* PROBLEM TO WORK ON:
Output only the lines below that start at the line containing "each info item." and end at the line containing "const CORNERS: usize = 2;", with both ends kept.

[Records from a dataset]
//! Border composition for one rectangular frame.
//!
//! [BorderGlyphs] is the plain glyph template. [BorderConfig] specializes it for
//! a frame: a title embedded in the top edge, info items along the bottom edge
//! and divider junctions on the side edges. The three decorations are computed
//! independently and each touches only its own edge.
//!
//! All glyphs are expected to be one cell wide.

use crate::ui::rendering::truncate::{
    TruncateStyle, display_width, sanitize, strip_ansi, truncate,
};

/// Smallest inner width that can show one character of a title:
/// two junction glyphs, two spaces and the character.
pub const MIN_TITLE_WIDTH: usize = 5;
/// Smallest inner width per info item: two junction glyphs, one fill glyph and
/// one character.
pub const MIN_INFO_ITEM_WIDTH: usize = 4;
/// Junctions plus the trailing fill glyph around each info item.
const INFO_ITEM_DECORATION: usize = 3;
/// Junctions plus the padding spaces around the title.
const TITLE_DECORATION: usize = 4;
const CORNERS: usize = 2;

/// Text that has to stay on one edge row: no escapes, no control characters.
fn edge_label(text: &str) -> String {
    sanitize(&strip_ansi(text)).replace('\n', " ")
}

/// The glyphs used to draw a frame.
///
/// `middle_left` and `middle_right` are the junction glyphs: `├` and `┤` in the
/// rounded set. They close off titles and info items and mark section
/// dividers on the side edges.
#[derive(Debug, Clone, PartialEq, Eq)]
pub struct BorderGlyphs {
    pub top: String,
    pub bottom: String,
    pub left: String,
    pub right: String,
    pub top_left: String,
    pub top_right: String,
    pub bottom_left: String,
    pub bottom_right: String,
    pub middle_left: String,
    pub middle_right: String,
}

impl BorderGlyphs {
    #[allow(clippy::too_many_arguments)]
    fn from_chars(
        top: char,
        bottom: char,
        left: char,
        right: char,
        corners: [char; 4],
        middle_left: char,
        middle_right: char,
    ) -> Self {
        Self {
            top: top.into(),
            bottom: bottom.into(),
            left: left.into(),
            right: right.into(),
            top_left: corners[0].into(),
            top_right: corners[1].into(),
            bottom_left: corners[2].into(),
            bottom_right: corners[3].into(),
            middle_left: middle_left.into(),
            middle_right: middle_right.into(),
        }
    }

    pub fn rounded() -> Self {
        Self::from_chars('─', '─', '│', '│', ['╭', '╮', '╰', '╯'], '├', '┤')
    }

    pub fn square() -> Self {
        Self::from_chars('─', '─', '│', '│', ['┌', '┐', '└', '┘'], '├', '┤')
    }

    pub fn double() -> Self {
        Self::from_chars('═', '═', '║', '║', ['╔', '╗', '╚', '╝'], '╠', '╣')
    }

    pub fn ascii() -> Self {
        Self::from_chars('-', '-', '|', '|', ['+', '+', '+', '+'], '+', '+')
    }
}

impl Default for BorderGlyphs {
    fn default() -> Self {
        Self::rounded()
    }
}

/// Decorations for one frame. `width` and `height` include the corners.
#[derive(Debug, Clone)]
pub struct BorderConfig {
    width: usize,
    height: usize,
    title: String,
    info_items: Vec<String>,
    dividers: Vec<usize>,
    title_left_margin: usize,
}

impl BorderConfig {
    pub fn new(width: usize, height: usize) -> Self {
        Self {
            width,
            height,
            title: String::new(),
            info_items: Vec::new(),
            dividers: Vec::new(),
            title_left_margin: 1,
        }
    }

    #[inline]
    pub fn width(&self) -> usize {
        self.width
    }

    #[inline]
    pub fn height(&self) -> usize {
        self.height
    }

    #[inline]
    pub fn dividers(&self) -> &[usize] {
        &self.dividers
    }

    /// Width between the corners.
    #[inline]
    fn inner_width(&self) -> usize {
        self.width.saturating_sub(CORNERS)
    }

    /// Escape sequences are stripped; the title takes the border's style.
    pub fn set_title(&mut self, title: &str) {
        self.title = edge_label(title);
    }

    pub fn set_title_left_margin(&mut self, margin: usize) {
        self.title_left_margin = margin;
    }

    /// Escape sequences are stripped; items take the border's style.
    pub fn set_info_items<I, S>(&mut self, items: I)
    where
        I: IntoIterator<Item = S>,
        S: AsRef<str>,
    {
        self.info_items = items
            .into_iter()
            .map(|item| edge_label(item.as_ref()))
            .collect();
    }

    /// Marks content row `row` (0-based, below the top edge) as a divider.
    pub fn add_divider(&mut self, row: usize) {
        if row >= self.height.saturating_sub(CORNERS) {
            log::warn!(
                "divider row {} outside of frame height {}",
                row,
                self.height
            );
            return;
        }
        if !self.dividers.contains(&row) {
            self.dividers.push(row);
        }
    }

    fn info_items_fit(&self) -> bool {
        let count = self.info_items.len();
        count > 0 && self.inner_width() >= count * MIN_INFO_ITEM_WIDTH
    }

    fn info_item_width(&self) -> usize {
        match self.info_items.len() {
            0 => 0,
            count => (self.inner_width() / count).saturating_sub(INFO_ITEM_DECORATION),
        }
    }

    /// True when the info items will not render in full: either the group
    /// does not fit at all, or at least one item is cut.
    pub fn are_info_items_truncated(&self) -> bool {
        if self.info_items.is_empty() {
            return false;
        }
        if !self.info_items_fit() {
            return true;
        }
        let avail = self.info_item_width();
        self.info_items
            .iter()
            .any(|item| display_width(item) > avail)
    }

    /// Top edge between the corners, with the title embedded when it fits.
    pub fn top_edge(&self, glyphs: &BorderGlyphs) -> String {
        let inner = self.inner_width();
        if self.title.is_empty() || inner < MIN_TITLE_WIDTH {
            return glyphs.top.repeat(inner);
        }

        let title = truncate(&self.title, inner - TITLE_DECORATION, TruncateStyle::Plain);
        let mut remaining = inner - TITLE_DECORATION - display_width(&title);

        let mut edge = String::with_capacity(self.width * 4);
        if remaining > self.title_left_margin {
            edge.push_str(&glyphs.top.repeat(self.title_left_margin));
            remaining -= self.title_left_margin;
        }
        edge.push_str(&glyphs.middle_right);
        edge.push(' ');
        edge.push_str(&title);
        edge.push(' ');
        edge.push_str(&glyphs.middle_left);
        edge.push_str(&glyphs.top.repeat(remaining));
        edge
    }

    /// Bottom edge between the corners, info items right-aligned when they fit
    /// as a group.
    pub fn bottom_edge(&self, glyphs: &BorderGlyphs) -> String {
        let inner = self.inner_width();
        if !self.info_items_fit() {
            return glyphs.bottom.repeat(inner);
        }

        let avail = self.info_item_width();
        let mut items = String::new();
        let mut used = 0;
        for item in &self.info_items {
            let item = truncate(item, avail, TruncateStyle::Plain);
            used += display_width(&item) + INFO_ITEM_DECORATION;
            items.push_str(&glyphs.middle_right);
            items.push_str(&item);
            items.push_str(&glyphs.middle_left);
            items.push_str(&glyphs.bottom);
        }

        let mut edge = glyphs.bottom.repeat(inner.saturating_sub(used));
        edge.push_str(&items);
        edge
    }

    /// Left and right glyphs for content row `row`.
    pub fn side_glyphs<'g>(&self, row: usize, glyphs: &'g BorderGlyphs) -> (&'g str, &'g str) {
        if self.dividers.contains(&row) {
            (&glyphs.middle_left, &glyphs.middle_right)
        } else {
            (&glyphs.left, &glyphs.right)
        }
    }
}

* EXPECTED OUTPUT:
/// Junctions plus the trailing fill glyph around each info item.
const INFO_ITEM_DECORATION: usize = 3;
/// Junctions plus the padding spaces around the title.
const TITLE_DECORATION: usize = 4;
const CORNERS: usize = 2;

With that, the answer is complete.